Shamelessly, Tiziano even sexually harasses young Francesca during the mass, since she is blossoming into a gorgeous teenage girl. When Noè learns about it, he confronts Tiziano but is heavily beaten by the young man’s friends. In parallel, Francesca discovers that her mother is having an affair with Mr Colombo, Tiziano’s father. And that her own father probably did nothing because Colombo helped him obtain a contract for providing hats to the Italian troops engaged in Ethiopia.
Accompanied by Francesca, Maddalena decides to face Tiziano once and for all. The young man mocks them in front of other people and goes on telling them that he is not the father of the baby, and Donatella is basically a slut. Maddalena knows the truth – Tiziano convinced Donatella to have sex threatening not to marry her if she didn’t – but also knows that people will believe Tiziano, who is a Colombo, the member of a powerful fascist family, a handsome young man coming from a higher class. She curses him, promising he will have a terrible death soon.

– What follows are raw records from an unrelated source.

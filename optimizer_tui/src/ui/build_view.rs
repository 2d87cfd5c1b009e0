//! Build editing tab - the four panels of Build A or Build B

use crate::app::App;
use optimizer_core::{Comparison, Side};
use ratatui::{
    layout::{Constraint, Direction, Layout, Rect},
    style::{Color, Modifier, Style},
    text::{Line, Span},
    widgets::{Block, Borders, Paragraph},
    Frame,
};

pub fn draw(f: &mut Frame, app: &App, comparison: &Comparison, area: Rect) {
    let chunks = Layout::default()
        .direction(Direction::Horizontal)
        .constraints([Constraint::Percentage(55), Constraint::Percentage(45)])
        .split(area);

    let side = app.current_tab.side().unwrap_or(Side::A);
    draw_fields(f, app, side, chunks[0]);

    let right = Layout::default()
        .direction(Direction::Vertical)
        .constraints([Constraint::Min(0), Constraint::Length(app.presets.len() as u16 + 3)])
        .split(chunks[1]);

    super::draw_summary(f, comparison, right[0]);
    draw_presets(f, app, right[1]);
}

fn draw_fields(f: &mut Frame, app: &App, side: Side, area: Rect) {
    let build = app.scenario.build(side);
    let rows = app.field_rows();

    let mut lines: Vec<Line> = Vec::new();
    let mut current_kind = None;
    let mut selected_line = 0;

    for (i, (kind, field)) in rows.iter().enumerate() {
        if current_kind != Some(*kind) {
            if current_kind.is_some() {
                lines.push(Line::from(""));
            }
            lines.push(super::section_header(kind.title()));
            current_kind = Some(*kind);
        }

        let selected = i == app.selected_row;
        if selected {
            selected_line = lines.len();
        }

        let value = build.section(*kind).get(*field);
        let value_text = match (&app.edit_buffer, selected) {
            (Some(buffer), true) => format!("{}_", buffer),
            _ => format!("{}", value),
        };
        let value_color = if value == 0.0 { Color::DarkGray } else { Color::White };

        let name_style = if selected {
            Style::default().fg(Color::Yellow).add_modifier(Modifier::BOLD)
        } else {
            Style::default().fg(Color::Gray)
        };
        let marker = if selected { "▶ " } else { "  " };

        lines.push(Line::from(vec![
            Span::styled(format!("{}{:24}", marker, field.label()), name_style),
            Span::styled(value_text, Style::default().fg(value_color)),
        ]));
    }

    // Keep the selected row on screen
    let visible = area.height.saturating_sub(2) as usize;
    let scroll = selected_line.saturating_sub(visible.saturating_sub(1));

    let paragraph = Paragraph::new(lines)
        .block(
            Block::default()
                .borders(Borders::ALL)
                .title(format!(" {} ({}) ", side.name(), app.scenario.damage_type)),
        )
        .scroll((scroll as u16, 0));

    f.render_widget(paragraph, area);
}

fn draw_presets(f: &mut Frame, app: &App, area: Rect) {
    let mut lines: Vec<Line> = Vec::new();

    for (i, preset) in app.presets.iter().enumerate() {
        let next = i == app.next_preset % app.presets.len().max(1);
        let style = if next {
            Style::default().fg(Color::Yellow)
        } else {
            Style::default().fg(Color::Gray)
        };
        lines.push(Line::from(vec![
            Span::styled(format!("{} {:16}", if next { "p" } else { " " }, preset.label), style),
            Span::styled(
                preset.description.clone().unwrap_or_default(),
                Style::default().fg(Color::DarkGray),
            ),
        ]));
    }

    let paragraph = Paragraph::new(lines)
        .block(Block::default().borders(Borders::ALL).title(" Quick Presets "));

    f.render_widget(paragraph, area);
}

More determined and furious than ever, she sends him a letter which she signs as Donatella, his former girlfriend, and summons him for a meeting on the river banks. She goes to the meeting with Francesca. She has brought a pair of scissors with her. She attacks him with scissors when he tries to hurt her, but he is much stronger. He almost drowns Maddalena and then attempts to rape Francesca. Suddenly, though, Tiziano has a heart attack and dies. The girls are overwhelmed and wonder about Maddalena’s supposed power. They hide the body and go home.

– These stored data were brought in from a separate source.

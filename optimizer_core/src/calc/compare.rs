//! Build comparison - effective multipliers for two builds against one enemy

use super::{bonus_percent, breakdown_multiplier, describe_penetration};
use super::{EnemyContext, EvaluationContext, MultiplierBreakdown, Penetration};
use crate::build::Build;
use serde::{Deserialize, Serialize};

/// Result for a single build
#[derive(Debug, Clone, Copy, PartialEq, Serialize, Deserialize)]
pub struct BuildResult {
    /// Gear and buff multiplier
    pub multiplier: f64,
    /// Multiplier after enemy defense
    pub effective_multiplier: f64,
    pub breakdown: MultiplierBreakdown,
}

impl BuildResult {
    pub fn bonus_percent(&self) -> f64 {
        bonus_percent(self.multiplier)
    }

    pub fn effective_bonus_percent(&self) -> f64 {
        bonus_percent(self.effective_multiplier)
    }
}

/// Side-by-side result of two builds
#[derive(Debug, Clone, Copy, PartialEq, Serialize, Deserialize)]
pub struct Comparison {
    pub build_a: BuildResult,
    pub build_b: BuildResult,
    pub enemy_def_multiplier: f64,
    pub penetration: Penetration,
    /// How much more (or less) damage build B deals than build A
    pub difference_percent: f64,
}

/// Evaluate both builds under the same settings and enemy
pub fn compare_builds(
    build_a: &Build,
    build_b: &Build,
    ctx: &EvaluationContext,
    enemy: &EnemyContext,
) -> Comparison {
    let enemy_def_multiplier = enemy.multiplier();

    let evaluate = |build: &Build| {
        let breakdown = breakdown_multiplier(&build.sections(), ctx);
        let multiplier = breakdown.total();
        BuildResult {
            multiplier,
            effective_multiplier: multiplier * enemy_def_multiplier,
            breakdown,
        }
    };

    let a = evaluate(build_a);
    let b = evaluate(build_b);

    let difference_percent = if a.effective_multiplier == 0.0 {
        0.0
    } else {
        (b.effective_multiplier - a.effective_multiplier) / a.effective_multiplier * 100.0
    };

    tracing::debug!(
        build_a = a.multiplier,
        build_b = b.multiplier,
        enemy = enemy_def_multiplier,
        difference_percent,
        "compared builds"
    );

    Comparison {
        build_a: a,
        build_b: b,
        enemy_def_multiplier,
        penetration: describe_penetration(enemy_def_multiplier),
        difference_percent,
    }
}
//! Damage multiplier calculation - build terms, enemy defense, comparison

mod compare;
mod crit;
mod enemy;
mod multiplier;

pub use compare::{compare_builds, BuildResult, Comparison};
pub use crit::crit_multiplier;
pub use enemy::{calculate_enemy_def_multiplier, describe_penetration, EnemyContext, Penetration};
pub use multiplier::{breakdown_multiplier, calculate_multiplier, EvaluationContext, MultiplierBreakdown};

/// Convert a percentage bonus into a multiplicative term
pub(crate) fn percent_multiplier(percent: f64) -> f64 {
    1.0 + percent / 100.0
}

/// Bonus percentage shown for a multiplier (1.25 -> 25%)
pub fn bonus_percent(multiplier: f64) -> f64 {
    (multiplier - 1.0) * 100.0
}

The police found the corpse a few days later. At first they think it was a political murder at the hands of an anti-fascist, maybe a communist. But then they discover the letter incriminating Donatella. To save her sister from prison, Maddalena confesses the murder, accusing Tiziano of having deceived her sister and tried to rape other girls. Francesca’s name begins circulating. To escape the scandal her mother (whose affair with Mr Colombo has also become known) decides to leave town and go to Naples to visit her family for a while.

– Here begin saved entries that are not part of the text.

//! Build multiplier - folds aggregated section totals into one damage multiplier

use super::{crit_multiplier, percent_multiplier};
use crate::section::{sum_by_key, StatSection};
use crate::trial_rank::{TrialBonusMap, TrialRank};
use crate::types::{DamageType, ScalingType, StatField, TrialStat};
use serde::{Deserialize, Serialize};

/// Lowest HP ratio used by the resolve and morale formulas
pub const MIN_HP_RATIO: f64 = 0.25;

/// Shared settings for evaluating a build
#[derive(Debug, Clone, PartialEq, Serialize, Deserialize)]
pub struct EvaluationContext {
    pub damage_type: DamageType,
    pub scaling_type: ScalingType,
    /// Flat trial rank bonuses added to the ATK/HP/DEF buckets
    pub trial_bonuses: TrialBonusMap,
    /// Current HP as a percentage of max (0-100)
    pub current_hp_percent: f64,
}

impl Default for EvaluationContext {
    fn default() -> Self {
        EvaluationContext {
            damage_type: DamageType::default(),
            scaling_type: ScalingType::default(),
            trial_bonuses: TrialBonusMap::default(),
            current_hp_percent: 100.0,
        }
    }
}

impl EvaluationContext {
    pub fn new(damage_type: DamageType, scaling_type: ScalingType) -> Self {
        EvaluationContext {
            damage_type,
            scaling_type,
            ..Default::default()
        }
    }

    /// Use the bonuses of a trial rank
    pub fn with_trial_rank(mut self, rank: TrialRank) -> Self {
        self.trial_bonuses = rank.bonus_map();
        self
    }

    pub fn with_current_hp(mut self, percent: f64) -> Self {
        self.current_hp_percent = percent;
        self
    }
}

/// Every multiplicative term of a build's multiplier
#[derive(Debug, Clone, Copy, PartialEq, Serialize, Deserialize)]
pub struct MultiplierBreakdown {
    /// ATK/HP/DEF total selected by the scaling type, trial bonus included
    pub scaling_percent: f64,
    pub scaling: f64,
    pub skill: f64,
    pub skill_boost: f64,
    pub general_boost: f64,
    pub weapon_boost: f64,
    pub additional_boost: f64,
    pub resolve: f64,
    pub morale: f64,
    pub crit: f64,
    /// HP ratio after the floor is applied
    pub hp_ratio: f64,
}

impl MultiplierBreakdown {
    /// Product of all terms, or 1 if it is not finite
    pub fn total(&self) -> f64 {
        let total = self.scaling
            * self.skill
            * self.skill_boost
            * self.general_boost
            * self.weapon_boost
            * self.additional_boost
            * self.resolve
            * self.morale
            * self.crit;

        if total.is_finite() {
            total
        } else {
            tracing::warn!(breakdown = ?self, "non-finite build multiplier, falling back to 1");
            1.0
        }
    }
}

/// Compute each term of a build's multiplier
///
/// Damage type decides which fields are read: Skill hits ignore weapon
/// boost and crit, Weapon hits ignore skill damage, and only Skill hits
/// read skill damage boost.
pub fn breakdown_multiplier(
    sections: &[&StatSection],
    ctx: &EvaluationContext,
) -> MultiplierBreakdown {
    let sum = |field| sum_by_key(sections, field);
    let trial = |stat| ctx.trial_bonuses.stat(stat);

    let total_atk_percent =
        sum(StatField::AtkPercent) + sum(StatField::ElementAtk) + trial(TrialStat::Atk);
    let total_hp_percent = sum(StatField::HpPercent) + trial(TrialStat::Hp);
    let total_def_percent = sum(StatField::DefPercent) + trial(TrialStat::Def);

    let scaling_percent = match ctx.scaling_type {
        ScalingType::Atk => total_atk_percent,
        ScalingType::Hp => total_hp_percent,
        ScalingType::Def => total_def_percent,
    };

    let general_damage_boost = sum(StatField::DmgBoost);
    let additional_damage_boost = sum(StatField::AdditionalDmgBoost);
    let resolve_percent = sum(StatField::Resolve);
    let morale_percent = sum(StatField::Morale);

    let is_skill = ctx.damage_type == DamageType::Skill;
    let weapon_damage_boost = if is_skill { 0.0 } else { sum(StatField::WeaponDmgBoost) };
    let skill_damage = if ctx.damage_type == DamageType::Weapon {
        0.0
    } else {
        sum(StatField::SkillDmg)
    };
    let skill_damage_boost = if is_skill { sum(StatField::SkillDmgBoost) } else { 0.0 };
    let crit_chance = if is_skill { 0.0 } else { sum(StatField::CritChance) };
    let crit_dmg = if is_skill { 0.0 } else { sum(StatField::CritDmg) };

    let hp_ratio = (ctx.current_hp_percent / 100.0).clamp(MIN_HP_RATIO, 1.0);
    let missing = 1.0 - hp_ratio;

    MultiplierBreakdown {
        scaling_percent,
        scaling: percent_multiplier(scaling_percent),
        skill: percent_multiplier(skill_damage),
        skill_boost: percent_multiplier(skill_damage_boost),
        general_boost: percent_multiplier(general_damage_boost),
        weapon_boost: percent_multiplier(weapon_damage_boost),
        additional_boost: percent_multiplier(additional_damage_boost),
        resolve: 1.0 + (resolve_percent / 100.0) * 2.0 * (missing * 2.0 + 1.0) * missing,
        morale: 1.0 + (morale_percent / 100.0) * hp_ratio,
        crit: crit_multiplier(crit_chance, crit_dmg),
        hp_ratio,
    }
}

/// A build's own damage multiplier (gear and buffs only), always finite
pub fn calculate_multiplier(sections: &[&StatSection], ctx: &EvaluationContext) -> f64 {
    breakdown_multiplier(sections, ctx).total()
}

#[cfg(test)]
mod tests {
    use super::*;
    use proptest::prelude::*;

    fn section(values: &[(StatField, f64)]) -> StatSection {
        values.iter().copied().collect()
    }

    #[test]
    fn test_neutral_for_every_setting() {
        for damage_type in DamageType::all() {
            for scaling_type in ScalingType::all() {
                let ctx = EvaluationContext::new(*damage_type, *scaling_type);
                assert_eq!(calculate_multiplier(&[], &ctx), 1.0);
            }
        }
    }

    #[test]
    fn test_scaling_bucket_selection() {
        let s = section(&[
            (StatField::AtkPercent, 50.0),
            (StatField::ElementAtk, 30.0),
            (StatField::HpPercent, 20.0),
            (StatField::DefPercent, 10.0),
        ]);
        let atk = EvaluationContext::new(DamageType::Weapon, ScalingType::Atk);
        let hp = EvaluationContext::new(DamageType::Weapon, ScalingType::Hp);
        let def = EvaluationContext::new(DamageType::Weapon, ScalingType::Def);

        assert!((calculate_multiplier(&[&s], &atk) - 1.8).abs() < 1e-12);
        assert!((calculate_multiplier(&[&s], &hp) - 1.2).abs() < 1e-12);
        assert!((calculate_multiplier(&[&s], &def) - 1.1).abs() < 1e-12);
    }

    #[test]
    fn test_trial_bonus_only_hits_matching_bucket() {
        // Lv. 35–39 grants DEF/HP 30 but no ATK
        let s = StatSection::new();
        let atk = EvaluationContext::new(DamageType::Weapon, ScalingType::Atk)
            .with_trial_rank(TrialRank::Lv35To39);
        let hp = EvaluationContext::new(DamageType::Weapon, ScalingType::Hp)
            .with_trial_rank(TrialRank::Lv35To39);

        assert_eq!(calculate_multiplier(&[&s], &atk), 1.0);
        assert!((calculate_multiplier(&[&s], &hp) - 1.3).abs() < 1e-12);
    }

    #[test]
    fn test_damage_type_field_gates() {
        let s = section(&[
            (StatField::SkillDmg, 100.0),
            (StatField::SkillDmgBoost, 50.0),
            (StatField::WeaponDmgBoost, 25.0),
        ]);

        let weapon = breakdown_multiplier(&[&s], &EvaluationContext::new(DamageType::Weapon, ScalingType::Atk));
        assert_eq!(weapon.skill, 1.0);
        assert_eq!(weapon.skill_boost, 1.0);
        assert!((weapon.weapon_boost - 1.25).abs() < 1e-12);

        let skill = breakdown_multiplier(&[&s], &EvaluationContext::new(DamageType::Skill, ScalingType::Atk));
        assert!((skill.skill - 2.0).abs() < 1e-12);
        assert!((skill.skill_boost - 1.5).abs() < 1e-12);
        assert_eq!(skill.weapon_boost, 1.0);

        let consonance = breakdown_multiplier(
            &[&s],
            &EvaluationContext::new(DamageType::ConsonanceWeapon, ScalingType::Atk),
        );
        assert!((consonance.skill - 2.0).abs() < 1e-12);
        assert_eq!(consonance.skill_boost, 1.0);
        assert!((consonance.weapon_boost - 1.25).abs() < 1e-12);
    }

    #[test]
    fn test_resolve_at_hp_floor() {
        let s = section(&[(StatField::Resolve, 10.0)]);
        for hp in [25.0, 10.0, 0.0] {
            let ctx = EvaluationContext::default().with_current_hp(hp);
            let terms = breakdown_multiplier(&[&s], &ctx);
            assert!((terms.hp_ratio - 0.25).abs() < f64::EPSILON);
            assert!((terms.resolve - 1.375).abs() < 1e-12);
        }
    }

    #[test]
    fn test_resolve_case_study() {
        let s = section(&[(StatField::Resolve, 10.0)]);
        let full = breakdown_multiplier(&[&s], &EvaluationContext::default());
        let half = breakdown_multiplier(&[&s], &EvaluationContext::default().with_current_hp(50.0));
        assert_eq!(full.resolve, 1.0);
        assert!((half.resolve - 1.2).abs() < 1e-12);
    }

    #[test]
    fn test_morale_case_study() {
        let s = section(&[(StatField::Morale, 10.0)]);
        let full = breakdown_multiplier(&[&s], &EvaluationContext::default());
        let half = breakdown_multiplier(&[&s], &EvaluationContext::default().with_current_hp(50.0));
        assert!((full.morale - 1.1).abs() < 1e-12);
        assert!((half.morale - 1.05).abs() < 1e-12);
    }

    #[test]
    fn test_hp_above_max_is_capped() {
        let s = section(&[(StatField::Morale, 10.0), (StatField::Resolve, 10.0)]);
        let over = breakdown_multiplier(&[&s], &EvaluationContext::default().with_current_hp(250.0));
        assert_eq!(over.hp_ratio, 1.0);
        assert_eq!(over.resolve, 1.0);
    }

    #[test]
    fn test_non_finite_falls_back_to_one() {
        let s = section(&[(StatField::AtkPercent, f64::INFINITY)]);
        assert_eq!(calculate_multiplier(&[&s], &EvaluationContext::default()), 1.0);

        let nan = section(&[(StatField::DmgBoost, f64::NAN)]);
        assert_eq!(calculate_multiplier(&[&nan], &EvaluationContext::default()), 1.0);
    }

    #[test]
    fn test_term_driven_to_zero() {
        let s = section(&[(StatField::DmgBoost, -100.0), (StatField::AtkPercent, 200.0)]);
        assert_eq!(calculate_multiplier(&[&s], &EvaluationContext::default()), 0.0);
    }

    fn arb_section() -> impl Strategy<Value = StatSection> {
        prop::collection::vec((0..StatField::all().len(), -200.0f64..500.0), 0..13).prop_map(
            |entries| {
                entries
                    .into_iter()
                    .map(|(idx, value)| (StatField::all()[idx], value))
                    .collect()
            },
        )
    }

    proptest! {
        #[test]
        fn prop_skill_ignores_crit(
            base in arb_section(),
            chance in 0.0f64..400.0,
            dmg in 0.0f64..400.0,
            hp in 0.0f64..100.0,
        ) {
            let ctx = EvaluationContext::new(DamageType::Skill, ScalingType::Atk).with_current_hp(hp);

            let mut zeroed = base.clone();
            zeroed.set(StatField::CritChance, 0.0);
            zeroed.set(StatField::CritDmg, 0.0);

            let mut with_crit = base;
            with_crit.set(StatField::CritChance, chance);
            with_crit.set(StatField::CritDmg, dmg);

            prop_assert_eq!(
                calculate_multiplier(&[&with_crit], &ctx).to_bits(),
                calculate_multiplier(&[&zeroed], &ctx).to_bits()
            );
        }

        #[test]
        fn prop_idempotent_and_finite(
            a in arb_section(),
            b in arb_section(),
            hp in -50.0f64..150.0,
            type_idx in 0usize..3,
            scaling_idx in 0usize..3,
        ) {
            let ctx = EvaluationContext::new(DamageType::all()[type_idx], ScalingType::all()[scaling_idx])
                .with_trial_rank(TrialRank::Lv50To54)
                .with_current_hp(hp);

            let first = calculate_multiplier(&[&a, &b], &ctx);
            let second = calculate_multiplier(&[&a, &b], &ctx);
            prop_assert_eq!(first.to_bits(), second.to_bits());
            prop_assert!(first.is_finite());
        }
    }
}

They are about to get on the train when Noè arrives and tells Francesca that Maddalena has been arrested. He convinces her to go back and tell the truth. The novel ends with Francesca telling the police what happened at the river. She might be believed, since she comes from a good family. Above all, for the first time she feels she has become strong and she has grown up. But what she really cares about is Maddalena’s friendship, the gaze in her eyes and her hand tied to her hand while they face the grown-ups.